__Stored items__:
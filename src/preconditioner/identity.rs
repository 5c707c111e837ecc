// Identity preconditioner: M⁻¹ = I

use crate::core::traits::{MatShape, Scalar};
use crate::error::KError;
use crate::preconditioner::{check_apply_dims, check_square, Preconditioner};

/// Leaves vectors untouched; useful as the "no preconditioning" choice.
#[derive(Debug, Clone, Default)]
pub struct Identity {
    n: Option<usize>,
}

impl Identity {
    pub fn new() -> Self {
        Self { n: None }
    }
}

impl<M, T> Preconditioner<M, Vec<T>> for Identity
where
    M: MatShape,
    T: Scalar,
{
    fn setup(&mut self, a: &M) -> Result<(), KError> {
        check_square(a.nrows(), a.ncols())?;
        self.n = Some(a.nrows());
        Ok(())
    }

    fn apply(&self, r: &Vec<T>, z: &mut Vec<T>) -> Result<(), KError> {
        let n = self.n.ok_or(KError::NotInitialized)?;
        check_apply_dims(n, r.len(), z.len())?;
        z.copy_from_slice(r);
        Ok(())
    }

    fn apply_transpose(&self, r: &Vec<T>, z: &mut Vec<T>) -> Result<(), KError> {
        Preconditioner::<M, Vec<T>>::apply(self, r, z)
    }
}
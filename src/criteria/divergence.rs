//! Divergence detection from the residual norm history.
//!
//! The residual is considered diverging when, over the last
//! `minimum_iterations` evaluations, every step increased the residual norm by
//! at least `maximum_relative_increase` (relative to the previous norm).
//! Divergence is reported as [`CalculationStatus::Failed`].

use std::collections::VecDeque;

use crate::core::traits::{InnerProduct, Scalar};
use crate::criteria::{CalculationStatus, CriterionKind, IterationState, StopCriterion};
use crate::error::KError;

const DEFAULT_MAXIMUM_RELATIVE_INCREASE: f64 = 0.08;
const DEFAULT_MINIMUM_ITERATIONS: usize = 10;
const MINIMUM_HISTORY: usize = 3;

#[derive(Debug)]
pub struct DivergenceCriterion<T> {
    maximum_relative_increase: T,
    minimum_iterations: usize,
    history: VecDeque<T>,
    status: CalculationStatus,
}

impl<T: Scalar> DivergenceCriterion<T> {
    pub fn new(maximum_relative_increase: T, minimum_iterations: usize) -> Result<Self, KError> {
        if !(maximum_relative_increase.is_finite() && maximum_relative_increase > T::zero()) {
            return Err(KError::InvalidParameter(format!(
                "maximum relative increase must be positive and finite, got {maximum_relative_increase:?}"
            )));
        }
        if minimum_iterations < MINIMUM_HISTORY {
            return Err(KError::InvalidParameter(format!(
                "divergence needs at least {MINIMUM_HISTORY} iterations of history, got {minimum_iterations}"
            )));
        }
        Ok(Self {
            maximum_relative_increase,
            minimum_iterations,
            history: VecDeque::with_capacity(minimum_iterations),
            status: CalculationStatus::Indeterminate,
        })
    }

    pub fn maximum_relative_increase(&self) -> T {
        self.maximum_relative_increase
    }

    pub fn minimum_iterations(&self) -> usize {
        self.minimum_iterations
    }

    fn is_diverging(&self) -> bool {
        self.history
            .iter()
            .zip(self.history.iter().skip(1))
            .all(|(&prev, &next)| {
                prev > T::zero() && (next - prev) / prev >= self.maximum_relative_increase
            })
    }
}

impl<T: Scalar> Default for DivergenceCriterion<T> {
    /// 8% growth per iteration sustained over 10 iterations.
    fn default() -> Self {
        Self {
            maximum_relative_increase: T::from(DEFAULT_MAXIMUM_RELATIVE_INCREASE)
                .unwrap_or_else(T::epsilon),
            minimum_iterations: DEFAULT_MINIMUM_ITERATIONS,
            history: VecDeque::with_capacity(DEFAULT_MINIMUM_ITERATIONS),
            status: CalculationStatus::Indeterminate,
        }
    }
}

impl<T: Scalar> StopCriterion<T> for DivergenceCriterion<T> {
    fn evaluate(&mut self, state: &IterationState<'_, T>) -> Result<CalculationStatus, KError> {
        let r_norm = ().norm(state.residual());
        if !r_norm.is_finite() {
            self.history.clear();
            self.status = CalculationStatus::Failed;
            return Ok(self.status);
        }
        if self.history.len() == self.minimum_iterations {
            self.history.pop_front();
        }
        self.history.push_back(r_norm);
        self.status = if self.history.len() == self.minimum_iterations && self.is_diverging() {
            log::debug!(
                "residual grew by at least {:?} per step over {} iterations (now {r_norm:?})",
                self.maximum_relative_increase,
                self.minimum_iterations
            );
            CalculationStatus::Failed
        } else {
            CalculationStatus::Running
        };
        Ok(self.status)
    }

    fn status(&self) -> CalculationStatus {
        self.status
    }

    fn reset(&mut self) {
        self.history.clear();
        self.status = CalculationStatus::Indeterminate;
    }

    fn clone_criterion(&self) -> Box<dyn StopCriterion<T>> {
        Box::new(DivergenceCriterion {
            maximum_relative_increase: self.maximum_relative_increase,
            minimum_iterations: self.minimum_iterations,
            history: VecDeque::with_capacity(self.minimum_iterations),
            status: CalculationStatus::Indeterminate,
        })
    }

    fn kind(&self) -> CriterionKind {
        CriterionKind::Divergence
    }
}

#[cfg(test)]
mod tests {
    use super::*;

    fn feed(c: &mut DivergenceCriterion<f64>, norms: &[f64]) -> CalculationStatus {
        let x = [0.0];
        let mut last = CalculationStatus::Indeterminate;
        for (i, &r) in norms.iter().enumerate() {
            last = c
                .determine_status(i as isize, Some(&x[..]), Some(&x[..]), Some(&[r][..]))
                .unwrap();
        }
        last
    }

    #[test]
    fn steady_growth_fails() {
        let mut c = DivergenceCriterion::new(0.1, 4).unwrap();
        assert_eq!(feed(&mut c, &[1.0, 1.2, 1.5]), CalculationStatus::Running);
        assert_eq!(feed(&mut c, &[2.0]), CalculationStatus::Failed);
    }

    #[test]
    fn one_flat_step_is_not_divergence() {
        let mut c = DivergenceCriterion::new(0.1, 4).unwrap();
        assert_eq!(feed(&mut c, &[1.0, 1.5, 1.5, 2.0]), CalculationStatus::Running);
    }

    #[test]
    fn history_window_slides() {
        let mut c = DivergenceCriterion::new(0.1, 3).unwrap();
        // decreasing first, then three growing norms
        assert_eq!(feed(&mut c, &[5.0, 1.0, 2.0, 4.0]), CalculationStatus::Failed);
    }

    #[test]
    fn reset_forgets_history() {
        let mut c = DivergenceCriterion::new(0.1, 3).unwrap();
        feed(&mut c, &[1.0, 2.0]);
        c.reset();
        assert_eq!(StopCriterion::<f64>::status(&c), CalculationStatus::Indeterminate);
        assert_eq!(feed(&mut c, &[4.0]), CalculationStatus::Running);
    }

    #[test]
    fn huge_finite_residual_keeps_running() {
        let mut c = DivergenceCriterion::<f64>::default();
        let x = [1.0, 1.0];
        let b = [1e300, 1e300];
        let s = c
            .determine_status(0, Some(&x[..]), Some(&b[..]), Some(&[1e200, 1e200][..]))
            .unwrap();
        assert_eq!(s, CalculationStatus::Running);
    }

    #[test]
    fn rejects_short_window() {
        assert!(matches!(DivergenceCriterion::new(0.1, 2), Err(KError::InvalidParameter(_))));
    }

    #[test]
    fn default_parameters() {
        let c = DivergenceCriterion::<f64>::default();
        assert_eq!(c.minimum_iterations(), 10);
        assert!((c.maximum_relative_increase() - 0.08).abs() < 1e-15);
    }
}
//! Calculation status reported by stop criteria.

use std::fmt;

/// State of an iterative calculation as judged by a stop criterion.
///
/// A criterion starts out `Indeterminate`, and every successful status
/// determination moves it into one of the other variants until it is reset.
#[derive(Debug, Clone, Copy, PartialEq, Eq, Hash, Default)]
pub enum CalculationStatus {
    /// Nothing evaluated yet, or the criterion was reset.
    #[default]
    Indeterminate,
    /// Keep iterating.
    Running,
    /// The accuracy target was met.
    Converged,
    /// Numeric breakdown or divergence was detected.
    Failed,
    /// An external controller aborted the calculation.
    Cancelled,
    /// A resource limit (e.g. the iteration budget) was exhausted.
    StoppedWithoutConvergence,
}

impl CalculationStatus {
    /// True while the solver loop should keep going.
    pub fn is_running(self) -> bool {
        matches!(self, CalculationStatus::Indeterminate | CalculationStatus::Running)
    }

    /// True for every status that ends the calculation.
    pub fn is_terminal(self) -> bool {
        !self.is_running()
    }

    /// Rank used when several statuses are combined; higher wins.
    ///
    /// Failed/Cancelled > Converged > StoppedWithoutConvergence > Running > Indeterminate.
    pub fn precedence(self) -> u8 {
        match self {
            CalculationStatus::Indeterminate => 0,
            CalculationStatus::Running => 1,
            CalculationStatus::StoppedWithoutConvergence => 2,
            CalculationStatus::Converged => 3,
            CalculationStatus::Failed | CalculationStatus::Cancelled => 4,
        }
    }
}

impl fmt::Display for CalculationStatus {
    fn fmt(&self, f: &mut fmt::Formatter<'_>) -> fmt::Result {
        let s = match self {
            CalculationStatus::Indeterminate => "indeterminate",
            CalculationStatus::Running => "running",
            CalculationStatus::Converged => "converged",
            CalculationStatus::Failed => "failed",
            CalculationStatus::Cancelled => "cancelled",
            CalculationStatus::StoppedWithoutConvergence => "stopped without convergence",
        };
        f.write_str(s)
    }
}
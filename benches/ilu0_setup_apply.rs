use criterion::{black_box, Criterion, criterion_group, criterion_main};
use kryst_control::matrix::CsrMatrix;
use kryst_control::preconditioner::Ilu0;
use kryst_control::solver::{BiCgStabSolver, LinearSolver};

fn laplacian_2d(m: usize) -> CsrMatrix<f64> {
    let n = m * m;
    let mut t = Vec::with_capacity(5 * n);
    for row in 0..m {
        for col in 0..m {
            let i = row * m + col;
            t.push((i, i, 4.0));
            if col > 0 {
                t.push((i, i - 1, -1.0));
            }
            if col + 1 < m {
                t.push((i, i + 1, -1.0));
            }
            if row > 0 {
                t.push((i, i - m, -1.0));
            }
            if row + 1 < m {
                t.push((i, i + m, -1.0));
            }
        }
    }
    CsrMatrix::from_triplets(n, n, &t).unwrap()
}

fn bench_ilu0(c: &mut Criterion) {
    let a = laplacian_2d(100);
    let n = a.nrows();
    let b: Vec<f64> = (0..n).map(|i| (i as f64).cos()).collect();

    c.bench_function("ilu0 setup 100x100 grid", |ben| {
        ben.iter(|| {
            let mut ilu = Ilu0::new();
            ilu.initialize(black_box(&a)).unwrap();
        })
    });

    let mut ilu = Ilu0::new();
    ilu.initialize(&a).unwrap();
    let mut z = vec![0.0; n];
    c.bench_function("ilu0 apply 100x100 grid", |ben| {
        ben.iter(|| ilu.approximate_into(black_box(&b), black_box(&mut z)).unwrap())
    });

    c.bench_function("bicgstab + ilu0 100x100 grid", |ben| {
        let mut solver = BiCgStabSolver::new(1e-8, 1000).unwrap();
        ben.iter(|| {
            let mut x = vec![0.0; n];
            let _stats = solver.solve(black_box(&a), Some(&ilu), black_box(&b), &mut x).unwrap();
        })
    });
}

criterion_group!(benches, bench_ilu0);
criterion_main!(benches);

__WHAT YOU WILL DO__: Taking the lines above, repeat exactly those from the line that contains "filename src/criteria/divergence.rs" through the line that contains "const DEFAULT_MAXIMUM_RELATIVE_INCREASE: f64", and both of those lines as well. Include nothing else.

__FINISHED EXERCISE__:
filename src/criteria/divergence.rs
//! Divergence detection from the residual norm history.
//!
//! The residual is considered diverging when, over the last
//! `minimum_iterations` evaluations, every step increased the residual norm by
//! at least `maximum_relative_increase` (relative to the previous norm).
//! Divergence is reported as [`CalculationStatus::Failed`].

use std::collections::VecDeque;

use crate::core::traits::{InnerProduct, Scalar};
use crate::criteria::{CalculationStatus, CriterionKind, IterationState, StopCriterion};
use crate::error::KError;

const DEFAULT_MAXIMUM_RELATIVE_INCREASE: f64 = 0.08;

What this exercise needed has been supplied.